There are metaphors all through out "Wishing Africa," but the first one is not a

metaphor but a simile becuase of the use of the word as. "The wind delicate as

Queen Anne's lace" (4) is the first simile in the poem. This line is significant because it

helps to let the reader feel the poem, to feel Africa. It shows the gentle ways of the

environment, or the peacefulness of Africa. This helps to show why the poetic voice

would want to go back. The next metaphor in the stanza is , "The women's bodies were

variable as coral" (9). This is one of the most imaginative lines in the poem. It gives the

feeling of beauty, as if swimming underwater in the Great Barrier Reef, looking at all the

beautiful creatures. This is significant because the poetic voice is trying to show how

great and wonderful Africa was. It also serves as an illustration of the differences

between not just the women, but also ways of thinking. The woman may represent

different experiences the poetic voice has had since leaving Africa which has changed its

mind about the country and wishes it could go back there only one more time. Or they

could represent the different parts of Africa that the poetic voice misses so much.

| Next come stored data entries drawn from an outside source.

//! This module contains [`BigInt`], a fixed-width two's complement integer
//! stored as an array of words, generic over its [`Width`].
//!
//! Every operation wraps around modulo `2^BITS`, exactly like the primitive
//! integer types do with `wrapping_*` methods. Most operations come in two
//! forms:
//!
//! * a pure form (`wrapping_add`, `floor_div`, the `+`/`/` operators, ...),
//!   which leaves its operands untouched and returns a new value;
//! * an in-place form (`add_in_place`, `floor_div_in_place`, the `+=`/`/=`
//!   operators, ...), which overwrites the receiver's words and returns it
//!   for chaining.
//!
//! # Examples
//!
//! ```rust
//! use fixint::Int256;
//!
//! let a = Int256::from(-7i64);
//! let b = Int256::from(2i64);
//!
//! assert_eq!(a / b, Int256::from(-4i64)); // floor division
//! assert_eq!(a % b, Int256::from(1i64)); // floor modulo
//! assert_eq!((a * b).to_string(), "-14");
//!
//! let mut c = a;
//! c.add_in_place(&b).neg_in_place();
//! assert_eq!(c, Int256::from(5i64));
//! ```

use core::{
    fmt::{self, Debug},
    marker::PhantomData,
};

use educe::Educe;
use zeroize::Zeroize;

use crate::{
    config::{Config, Width},
    word::Word,
};

mod arith;
mod bitwise;
mod cmp;
mod convert;
mod div;
mod native;
mod num;
mod radix;

pub use convert::ToBigInt;

/// Stack-allocated fixed-width signed integer.
///
/// Generic over the [`Width`] marker `W` and the number `N` of [`Word`]s.
/// There is no separate sign: a value is negative when the top bit of its
/// most significant word is set.
#[derive(Educe)]
#[educe(Copy, Clone, PartialEq, Eq, Hash)]
pub struct BigInt<W: Width<N>, const N: usize> {
    /// Words in little-endian order, each masked to `W::WORD_BITS` bits.
    words: [Word; N],
    width: PhantomData<W>,
}

impl<W: Width<N>, const N: usize> BigInt<W, N> {
    /// Width configuration of this integer type.
    pub const CONFIG: Config = W::CONFIG;
    /// Total number of bits.
    pub const BITS: usize = Self::CONFIG.total_bits as usize;
    /// Zero.
    pub const ZERO: Self = Self::from_words_unchecked([0; N]);
    /// One.
    pub const ONE: Self = {
        let mut words = [0; N];
        words[0] = 1;
        Self::from_words_unchecked(words)
    };
    /// Minus one, all bits set.
    pub const MINUS_ONE: Self =
        Self::from_words_unchecked([Self::CONFIG.word_mask; N]);
    /// Smallest representable value, `-2^(BITS - 1)`.
    pub const MIN: Self = {
        let mut words = [0; N];
        words[N - 1] = Self::CONFIG.sign_bit_mask;
        Self::from_words_unchecked(words)
    };
    /// Largest representable value, `2^(BITS - 1) - 1`.
    pub const MAX: Self = {
        let mut words = [Self::CONFIG.word_mask; N];
        words[N - 1] ^= Self::CONFIG.sign_bit_mask;
        Self::from_words_unchecked(words)
    };
    /// [`i64::MIN`] as a [`BigInt`], lower bound of exact native conversion.
    pub const NATIVE_MIN: Self = Self::from_i64(i64::MIN);
    /// [`i64::MAX`] as a [`BigInt`], upper bound of exact native conversion.
    pub const NATIVE_MAX: Self = Self::from_i64(i64::MAX);

    pub(crate) const fn from_words_unchecked(words: [Word; N]) -> Self {
        Self { words, width: PhantomData }
    }

    /// Create a new [`BigInt`] from the provided little-endian `words`.
    ///
    /// Bits above the configured word width are discarded.
    #[must_use]
    pub const fn from_words(mut words: [Word; N]) -> Self {
        let mask = Self::CONFIG.word_mask;
        let mut i = 0;
        while i < N {
            words[i] &= mask;
            i += 1;
        }
        Self::from_words_unchecked(words)
    }

    /// Returns reference to the inner words, least significant first.
    #[must_use]
    pub const fn as_words(&self) -> &[Word; N] {
        &self.words
    }

    /// Most significant word.
    #[inline(always)]
    const fn top_word(&self) -> Word {
        self.words[N - 1]
    }

    /// Checks `self` is zero.
    #[must_use]
    pub const fn is_zero(&self) -> bool {
        let mut i = 0;
        while i < N {
            if self.words[i] != 0 {
                return false;
            }
            i += 1;
        }
        true
    }

    /// Checks `self` is one.
    #[must_use]
    pub const fn is_one(&self) -> bool {
        if self.words[0] != 1 {
            return false;
        }
        let mut i = 1;
        while i < N {
            if self.words[i] != 0 {
                return false;
            }
            i += 1;
        }
        true
    }

    /// Checks `self` is minus one, i.e. every bit is set.
    #[must_use]
    pub const fn is_minus_one(&self) -> bool {
        let mask = Self::CONFIG.word_mask;
        let mut i = 0;
        while i < N {
            if self.words[i] != mask {
                return false;
            }
            i += 1;
        }
        true
    }

    /// Checks the sign bit of `self` is set.
    #[must_use]
    pub const fn is_negative(&self) -> bool {
        self.top_word() & Self::CONFIG.sign_bit_mask != 0
    }

    /// Checks `self` is strictly greater than zero.
    #[must_use]
    pub const fn is_positive(&self) -> bool {
        !self.is_negative() && !self.is_zero()
    }

    /// Returns true if this number is even.
    #[inline]
    #[must_use]
    pub const fn is_even(&self) -> bool {
        self.words[0] & 1 == 0
    }

    /// Returns true if this number is odd.
    #[inline]
    #[must_use]
    pub const fn is_odd(&self) -> bool {
        self.words[0] & 1 == 1
    }

    /// Return the minimum number of bits needed to encode this number,
    /// read as unsigned.
    #[must_use]
    pub const fn bit_len(&self) -> usize {
        let word_bits = Self::CONFIG.word_bits as usize;
        let mut index = N;
        while index > 0 {
            index -= 1;
            let word = self.words[index];
            if word != 0 {
                return index * word_bits + (Word::BITS - word.leading_zeros())
                    as usize;
            }
        }
        0
    }

    /// Number of leading zero bits, read as unsigned.
    #[must_use]
    pub const fn leading_zeros(&self) -> usize {
        Self::BITS - self.bit_len()
    }

    /// Number of set bits.
    #[must_use]
    pub const fn count_ones(&self) -> usize {
        let mut ones = 0;
        let mut i = 0;
        while i < N {
            ones += self.words[i].count_ones() as usize;
            i += 1;
        }
        ones
    }

    /// Find the `i`-th bit of `self`.
    ///
    /// Bits past [`Self::BITS`] read as `false`.
    #[must_use]
    pub const fn get_bit(&self, i: usize) -> bool {
        if i >= Self::BITS {
            return false;
        }
        let word_bits = Self::CONFIG.word_bits as usize;
        (self.words[i / word_bits] >> (i % word_bits)) & 1 == 1
    }

    /// Returns `-1`, `0` or `1` according to the sign of `self`.
    #[must_use]
    pub const fn signum(&self) -> Self {
        if self.is_negative() {
            Self::MINUS_ONE
        } else if self.is_zero() {
            Self::ZERO
        } else {
            Self::ONE
        }
    }
}

impl<W: Width<N>, const N: usize> Default for BigInt<W, N> {
    fn default() -> Self {
        Self::ZERO
    }
}

impl<W: Width<N>, const N: usize> Debug for BigInt<W, N> {
    fn fmt(&self, f: &mut fmt::Formatter<'_>) -> fmt::Result {
        write!(f, "{self}")
    }
}

impl<W: Width<N>, const N: usize> Zeroize for BigInt<W, N> {
    // The width marker carries no data and does not need to be zeroized.
    fn zeroize(&mut self) {
        self.words.zeroize();
    }
}

impl<W: Width<N>, const N: usize> AsRef<[Word]> for BigInt<W, N> {
    #[inline]
    fn as_ref(&self) -> &[Word] {
        &self.words
    }
}

/// Implement a binary operator and its assigning form, for owned and
/// borrowed operands, on top of an `*_in_place` method.
macro_rules! impl_binary_op {
    ($op:ident, $method:ident, $op_assign:ident, $method_assign:ident, $in_place:ident) => {
        impl<'a, W: Width<N>, const N: usize>
            core::ops::$op_assign<&'a BigInt<W, N>> for BigInt<W, N>
        {
            #[inline]
            fn $method_assign(&mut self, rhs: &'a BigInt<W, N>) {
                self.$in_place(rhs);
            }
        }

        impl<W: Width<N>, const N: usize> core::ops::$op_assign
            for BigInt<W, N>
        {
            #[inline]
            fn $method_assign(&mut self, rhs: BigInt<W, N>) {
                self.$in_place(&rhs);
            }
        }

        impl<'a, W: Width<N>, const N: usize> core::ops::$op<&'a BigInt<W, N>>
            for BigInt<W, N>
        {
            type Output = BigInt<W, N>;

            #[inline]
            fn $method(mut self, rhs: &'a BigInt<W, N>) -> Self::Output {
                self.$in_place(rhs);
                self
            }
        }

        impl<W: Width<N>, const N: usize> core::ops::$op for BigInt<W, N> {
            type Output = BigInt<W, N>;

            #[inline]
            fn $method(mut self, rhs: BigInt<W, N>) -> Self::Output {
                self.$in_place(&rhs);
                self
            }
        }

        impl<'a, 'b, W: Width<N>, const N: usize>
            core::ops::$op<&'b BigInt<W, N>> for &'a BigInt<W, N>
        {
            type Output = BigInt<W, N>;

            #[inline]
            fn $method(self, rhs: &'b BigInt<W, N>) -> Self::Output {
                let mut result = *self;
                result.$in_place(rhs);
                result
            }
        }

        impl<'a, W: Width<N>, const N: usize> core::ops::$op<BigInt<W, N>>
            for &'a BigInt<W, N>
        {
            type Output = BigInt<W, N>;

            #[inline]
            fn $method(self, rhs: BigInt<W, N>) -> Self::Output {
                let mut result = *self;
                result.$in_place(&rhs);
                result
            }
        }
    };
}

pub(crate) use impl_binary_op;

#[cfg(test)]
mod tests {
    use crate::{declare_width, Int256, Int64};

    declare_width!(W128x8, Int128x8, 128, 8);

    #[test]
    fn constants() {
        assert!(Int256::ZERO.is_zero());
        assert!(Int256::ONE.is_one());
        assert!(Int256::MINUS_ONE.is_minus_one());
        assert!(Int256::MIN.is_negative());
        assert!(Int256::MAX.is_positive());
        assert_eq!(Int256::as_words(&Int256::MINUS_ONE), &[u32::MAX; 8]);
        assert_eq!(Int256::MAX.wrapping_add(&Int256::ONE), Int256::MIN);
        assert_eq!(Int64::NATIVE_MIN, Int64::MIN);
        assert_eq!(Int64::NATIVE_MAX, Int64::MAX);
        assert_eq!(Int128x8::MIN.as_words()[15], 0x80);
    }

    #[test]
    fn predicates() {
        let two = Int256::from(2u64);
        assert!(two.is_even() && !two.is_odd() && two.is_positive());
        assert!(!Int256::ZERO.is_negative() && !Int256::ZERO.is_positive());
        let minus_three = Int256::from(-3i64);
        assert!(minus_three.is_odd() && minus_three.is_negative());
        assert_eq!(minus_three.signum(), Int256::MINUS_ONE);
        assert_eq!(Int256::ZERO.signum(), Int256::ZERO);
    }

    #[test]
    fn from_words_masks_stray_bits() {
        let value = Int128x8::from_words([0x1FF; 16]);
        assert!(value.is_minus_one());
        assert_eq!(value.as_words(), &[0xFF; 16]);
    }

    #[test]
    fn bit_inspection() {
        let words = [0b1100, 0, 0, 0, 0, 0, 0, 0];
        let num = Int256::from_words(words);
        assert_eq!(num.bit_len(), 4);
        assert!(num.get_bit(2) && num.get_bit(3) && !num.get_bit(0));
        assert!(!num.get_bit(1000));
        assert_eq!(num.count_ones(), 2);

        let words = [0, 0b1100, 0, 0, 0, 0, 0, 0];
        let num = Int256::from_words(words);
        assert_eq!(num.bit_len(), 32 + 4);
        assert_eq!(num.leading_zeros(), 256 - 36);

        assert_eq!(Int256::ZERO.bit_len(), 0);
        assert_eq!(Int256::MINUS_ONE.bit_len(), 256);
        assert_eq!(Int128x8::from(0x1_0000u64).bit_len(), 17);
    }
}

The next stanza is a transition from the first. "I am threaded / with pale veins"

(13-14) is the first metaphor in the stanza. This is used to show why the poetic voice

cannot not return to the country it longs for. The words "threaded" (13) and "pale veins"

are the key concepts in the metaphor. The word "threaded" (13) gives the image of pain.

There are numerous possible reasons for the pain, the only limitation is the readers

imagination. Also, when a piece of clothe is made, many pieces of thread are threaded

together, and there is no way to get a single thread out without destroying the whole piece

of clothe itself.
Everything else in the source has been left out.